EXERCISE INPUT

use actix_web::{web, HttpResponse, Responder};
use mongodb::{bson::doc, Client};
use serde::Serialize;
use std::collections::HashMap;
use std::env;
use std::sync::Arc;

#[derive(Serialize)]
struct HealthStatus {
    status: String,
    services: HashMap<String, ServiceStatus>,
    environment: String,
    version: String,
}

#[derive(Serialize, Clone)]
struct ServiceStatus {
    status: String,
    details: Option<String>,
}

pub async fn health_check(client: web::Data<Arc<Client>>) -> impl Responder {
    let mut health = HealthStatus {
        status: "ok".to_string(),
        services: HashMap::new(),
        environment: env::var("RUST_ENV").unwrap_or("development".to_string()),
        version: env!("CARGO_PKG_VERSION").to_string(),
    };

    let mongo_result = check_mongodb(&client).await;
    health
        .services
        .insert("mongodb".to_string(), mongo_result.clone());

    // Key presence only; the probe never calls the providers themselves.
    let openai_result = check_openai();
    health
        .services
        .insert("openai".to_string(), openai_result.clone());

    let places_result = check_google_places();
    health
        .services
        .insert("google_places".to_string(), places_result.clone());

    if mongo_result.status != "ok"
        || openai_result.status != "ok"
        || places_result.status != "ok"
    {
        health.status = "degraded".to_string();
    }

    HttpResponse::Ok().json(health)
}

async fn check_mongodb(client: &web::Data<Arc<Client>>) -> ServiceStatus {
    match client
        .database("FindMyTravel")
        .run_command(doc! {"ping": 1})
        .await
    {
        Ok(_) => ServiceStatus {
            status: "ok".to_string(),
            details: Some("Connected successfully to MongoDB".to_string()),
        },
        Err(e) => {
            eprintln!("MongoDB health check failed: {}", e);

            ServiceStatus {
                status: "error".to_string(),
                details: Some(format!("Failed to connect: {}", e)),
            }
        }
    }
}

fn check_openai() -> ServiceStatus {
    match env::var("OPENAI_API_KEY") {
        Ok(key) => ServiceStatus {
            status: "ok".to_string(),
            details: Some(format!("OpenAI API key configured ({})", mask_key(&key))),
        },
        Err(_) => ServiceStatus {
            status: "error".to_string(),
            details: Some("OPENAI_API_KEY not configured".to_string()),
        },
    }
}

fn check_google_places() -> ServiceStatus {
    match env::var("GOOGLE_PLACES_API_KEY") {
        Ok(key) => ServiceStatus {
            status: "ok".to_string(),
            details: Some(format!(
                "Google Places API key configured ({})",
                mask_key(&key)
            )),
        },
        Err(_) => ServiceStatus {
            status: "error".to_string(),
            details: Some("GOOGLE_PLACES_API_KEY not configured".to_string()),
        },
    }
}

fn mask_key(key: &str) -> String {
    if key.len() > 8 {
        format!("{}***{}", &key[0..4], &key[key.len() - 4..])
    } else {
        "***".to_string()
    }
}
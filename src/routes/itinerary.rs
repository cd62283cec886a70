use actix_web::{web, HttpResponse, Responder};
use bson::oid::ObjectId;
use serde::Deserialize;
use serde_json::json;
use uuid::Uuid;

use crate::models::itinerary::ItemDraft;
use crate::models::trip::Trip;
use crate::services::itinerary_manager::{ItineraryError, ItineraryManager};
use crate::services::trip_store::TripStore;

/// Every itinerary operation follows the same shape: load the trip, run one
/// manager operation, save the whole document back.
async fn load_trip(store: &TripStore, raw_id: &str) -> Result<Trip, HttpResponse> {
    let id = match ObjectId::parse_str(raw_id) {
        Ok(id) => id,
        Err(_) => return Err(HttpResponse::BadRequest().body("Invalid trip ID")),
    };
    match store.find_by_id(id).await {
        Ok(Some(trip)) => Ok(trip),
        Ok(None) => Err(HttpResponse::NotFound().body("Trip not found")),
        Err(err) => {
            eprintln!("Failed to retrieve trip {}: {:?}", raw_id, err);
            Err(HttpResponse::InternalServerError().body("Failed to retrieve trip"))
        }
    }
}

async fn save_trip(store: &TripStore, mut trip: Trip) -> Option<HttpResponse> {
    match store.save(&mut trip).await {
        Ok(()) => None,
        Err(err) => {
            eprintln!("Failed to save itinerary: {:?}", err);
            Some(HttpResponse::InternalServerError().body("Failed to save itinerary"))
        }
    }
}

fn parse_item_id(raw: &str) -> Result<Uuid, HttpResponse> {
    Uuid::parse_str(raw).map_err(|_| HttpResponse::BadRequest().body("Invalid item ID"))
}

fn itinerary_error_response(err: &ItineraryError) -> HttpResponse {
    match err {
        ItineraryError::ItemNotFound(_) => {
            HttpResponse::NotFound().json(json!({ "error": err.to_string() }))
        }
        _ => HttpResponse::BadRequest().json(json!({ "error": err.to_string() })),
    }
}

#[derive(Debug, Deserialize)]
pub struct AddItemRequest {
    pub day: u32,
    #[serde(flatten)]
    pub item: ItemDraft,
}

/*
    POST /api/trips/{id}/itinerary/items
*/
pub async fn add_item(
    path: web::Path<String>,
    store: web::Data<TripStore>,
    input: web::Json<AddItemRequest>,
) -> impl Responder {
    let trip_id = path.into_inner();
    let request = input.into_inner();

    let trip = match load_trip(&store, &trip_id).await {
        Ok(trip) => trip,
        Err(response) => return response,
    };

    let mut manager = ItineraryManager::new(trip);
    let item = match manager.add_item(request.day, request.item) {
        Ok(item) => item,
        Err(err) => return itinerary_error_response(&err),
    };

    match save_trip(&store, manager.into_trip()).await {
        None => HttpResponse::Ok().json(item),
        Some(response) => response,
    }
}

/*
    PUT /api/trips/{id}/itinerary/items/{item_id}
*/
pub async fn edit_item(
    path: web::Path<(String, String)>,
    store: web::Data<TripStore>,
    input: web::Json<ItemDraft>,
) -> impl Responder {
    let (trip_id, raw_item_id) = path.into_inner();
    let item_id = match parse_item_id(&raw_item_id) {
        Ok(id) => id,
        Err(response) => return response,
    };

    let trip = match load_trip(&store, &trip_id).await {
        Ok(trip) => trip,
        Err(response) => return response,
    };

    let mut manager = ItineraryManager::new(trip);
    let item = match manager.edit_item(item_id, input.into_inner()) {
        Ok(item) => item,
        Err(err) => return itinerary_error_response(&err),
    };

    match save_trip(&store, manager.into_trip()).await {
        None => HttpResponse::Ok().json(item),
        Some(response) => response,
    }
}

/*
    DELETE /api/trips/{id}/itinerary/items/{item_id}
*/
pub async fn delete_item(
    path: web::Path<(String, String)>,
    store: web::Data<TripStore>,
) -> impl Responder {
    let (trip_id, raw_item_id) = path.into_inner();
    let item_id = match parse_item_id(&raw_item_id) {
        Ok(id) => id,
        Err(response) => return response,
    };

    let trip = match load_trip(&store, &trip_id).await {
        Ok(trip) => trip,
        Err(response) => return response,
    };

    let mut manager = ItineraryManager::new(trip);
    if let Err(err) = manager.remove_item(item_id) {
        return itinerary_error_response(&err);
    }

    match save_trip(&store, manager.into_trip()).await {
        None => HttpResponse::Ok().json(json!({ "message": "Item removed" })),
        Some(response) => response,
    }
}

#[derive(Debug, Deserialize)]
pub struct AddExpenseRequest {
    pub description: String,
    pub amount: f64,
    pub paid_by: String,
}

/*
    POST /api/trips/{id}/itinerary/items/{item_id}/expenses
*/
pub async fn add_expense(
    path: web::Path<(String, String)>,
    store: web::Data<TripStore>,
    input: web::Json<AddExpenseRequest>,
) -> impl Responder {
    let (trip_id, raw_item_id) = path.into_inner();
    let item_id = match parse_item_id(&raw_item_id) {
        Ok(id) => id,
        Err(response) => return response,
    };
    let request = input.into_inner();

    let trip = match load_trip(&store, &trip_id).await {
        Ok(trip) => trip,
        Err(response) => return response,
    };

    let mut manager = ItineraryManager::new(trip);
    let expense = match manager.add_expense(item_id, request.description, request.amount, request.paid_by)
    {
        Ok(expense) => expense,
        Err(err) => return itinerary_error_response(&err),
    };

    match save_trip(&store, manager.into_trip()).await {
        None => HttpResponse::Ok().json(expense),
        Some(response) => response,
    }
}

#[derive(Debug, Deserialize)]
pub struct ReorderRequest {
    pub day: u32,
    pub from_index: usize,
    pub to_index: usize,
}

/*
    PUT /api/trips/{id}/itinerary/reorder
*/
pub async fn reorder_items(
    path: web::Path<String>,
    store: web::Data<TripStore>,
    input: web::Json<ReorderRequest>,
) -> impl Responder {
    let trip_id = path.into_inner();
    let request = input.into_inner();

    let trip = match load_trip(&store, &trip_id).await {
        Ok(trip) => trip,
        Err(response) => return response,
    };

    let mut manager = ItineraryManager::new(trip);
    if let Err(err) = manager.reorder(request.day, request.from_index, request.to_index) {
        return itinerary_error_response(&err);
    }
    let view = match manager.day_view(request.day) {
        Ok(view) => view,
        Err(err) => return itinerary_error_response(&err),
    };

    match save_trip(&store, manager.into_trip()).await {
        None => HttpResponse::Ok().json(view),
        Some(response) => response,
    }
}

/*
    POST /api/trips/{id}/itinerary/days/{day}/optimize
*/
pub async fn optimize_day(
    path: web::Path<(String, u32)>,
    store: web::Data<TripStore>,
) -> impl Responder {
    let (trip_id, day) = path.into_inner();

    let trip = match load_trip(&store, &trip_id).await {
        Ok(trip) => trip,
        Err(response) => return response,
    };

    let mut manager = ItineraryManager::new(trip);
    if let Err(err) = manager.optimize_day(day) {
        return itinerary_error_response(&err);
    }
    let view = match manager.day_view(day) {
        Ok(view) => view,
        Err(err) => return itinerary_error_response(&err),
    };

    match save_trip(&store, manager.into_trip()).await {
        None => HttpResponse::Ok().json(view),
        Some(response) => response,
    }
}

/*
    GET /api/trips/{id}/itinerary/days/{day}
*/
pub async fn get_day_view(
    path: web::Path<(String, u32)>,
    store: web::Data<TripStore>,
) -> impl Responder {
    let (trip_id, day) = path.into_inner();

    let trip = match load_trip(&store, &trip_id).await {
        Ok(trip) => trip,
        Err(response) => return response,
    };

    let manager = ItineraryManager::new(trip);
    match manager.day_view(day) {
        Ok(view) => HttpResponse::Ok().json(view),
        Err(err) => itinerary_error_response(&err),
    }
}

#[derive(Debug, Deserialize)]
pub struct DayLabelRequest {
    pub label: String,
}

/*
    PUT /api/trips/{id}/itinerary/days/{day}/label
*/
pub async fn set_day_label(
    path: web::Path<(String, u32)>,
    store: web::Data<TripStore>,
    input: web::Json<DayLabelRequest>,
) -> impl Responder {
    let (trip_id, day) = path.into_inner();

    let trip = match load_trip(&store, &trip_id).await {
        Ok(trip) => trip,
        Err(response) => return response,
    };

    let mut manager = ItineraryManager::new(trip);
    if let Err(err) = manager.set_day_label(day, &input.label) {
        return itinerary_error_response(&err);
    }
    let label = manager.day_label(day);

    match save_trip(&store, manager.into_trip()).await {
        None => HttpResponse::Ok().json(json!({ "day": day, "label": label })),
        Some(response) => response,
    }
}

/*
    GET /api/trips/{id}/budget
*/
pub async fn budget_summary(
    path: web::Path<String>,
    store: web::Data<TripStore>,
) -> impl Responder {
    let trip_id = path.into_inner();

    let trip = match load_trip(&store, &trip_id).await {
        Ok(trip) => trip,
        Err(response) => return response,
    };

    let manager = ItineraryManager::new(trip);
    HttpResponse::Ok().json(manager.budget_summary())
}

WORK ITEM
Type out again, exactly as written, the lines from the beginning of the material through the one containing "the providers themselves.".

TASK RESPONSE
use actix_web::{web, HttpResponse, Responder};
use mongodb::{bson::doc, Client};
use serde::Serialize;
use std::collections::HashMap;
use std::env;
use std::sync::Arc;

#[derive(Serialize)]
struct HealthStatus {
    status: String,
    services: HashMap<String, ServiceStatus>,
    environment: String,
    version: String,
}

#[derive(Serialize, Clone)]
struct ServiceStatus {
    status: String,
    details: Option<String>,
}

pub async fn health_check(client: web::Data<Arc<Client>>) -> impl Responder {
    let mut health = HealthStatus {
        status: "ok".to_string(),
        services: HashMap::new(),
        environment: env::var("RUST_ENV").unwrap_or("development".to_string()),
        version: env!("CARGO_PKG_VERSION").to_string(),
    };

    let mongo_result = check_mongodb(&client).await;
    health
        .services
        .insert("mongodb".to_string(), mongo_result.clone());

    // Key presence only; the probe never calls the providers themselves.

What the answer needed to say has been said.